DIRECTIONS FOR THIS TASK —
Identify all lines below that hold "ClientThreadsUnavailable" and collect them.

Collected data:
________________

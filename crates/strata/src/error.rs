//! # Engine Error Types

use thiserror::Error;

use strata_core::{CoreError, TickStage};
use strata_world::WorldError;

use crate::config::Platform;

/// Errors raised by the engine, its scheduler and its drivers.
#[derive(Error, Debug)]
pub enum EngineError {
    /// The configuration failed to parse or validate.
    #[error("invalid configuration: {0}")]
    InvalidConfig(String),

    /// Client threads were requested on a platform without them.
    #[error("platform {platform} has no render or input threads")]
    ClientThreadsUnavailable {
        /// The engine's platform.
        platform: Platform,
    },

    /// A world with this name is already loaded.
    #[error("world {0} is already loaded")]
    WorldAlreadyLoaded(String),

    /// An async manager hook panicked.
    #[error("async manager {manager} panicked in {stage} of tick {tick}")]
    ManagerPanicked {
        /// Name of the manager.
        manager: String,
        /// Stage the hook ran in.
        stage: TickStage,
        /// Tick the hook ran in.
        tick: u64,
    },

    /// Thread spawn or config file I/O failed.
    #[error("I/O error: {0}")]
    Io(#[from] std::io::Error),

    /// A sequencing violation from the core.
    #[error(transparent)]
    Core(#[from] CoreError),

    /// A world or snapshot failure.
    #[error(transparent)]
    World(#[from] WorldError),
}

impl EngineError {
    /// Clones the error for the driver's error slot. I/O errors keep their
    /// kind and message only.
    #[must_use]
    pub fn duplicate(&self) -> Self {
        match self {
            Self::InvalidConfig(msg) => Self::InvalidConfig(msg.clone()),
            Self::ClientThreadsUnavailable { platform } => {
                Self::ClientThreadsUnavailable { platform: *platform }
            }
            Self::WorldAlreadyLoaded(name) => Self::WorldAlreadyLoaded(name.clone()),
            Self::ManagerPanicked {
                manager,
                stage,
                tick,
            } => Self::ManagerPanicked {
                manager: manager.clone(),
                stage: *stage,
                tick: *tick,
            },
            Self::Io(err) => Self::Io(std::io::Error::new(err.kind(), err.to_string())),
            Self::Core(err) => Self::Core(err.clone()),
            Self::World(err) => Self::World(err.clone()),
        }
    }
}

/// Result type for engine operations.
pub type EngineResult<T> = Result<T, EngineError>;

________________

ANSWER SECTION —
    ClientThreadsUnavailable {
            Self::ClientThreadsUnavailable { platform } => {
                Self::ClientThreadsUnavailable { platform: *platform }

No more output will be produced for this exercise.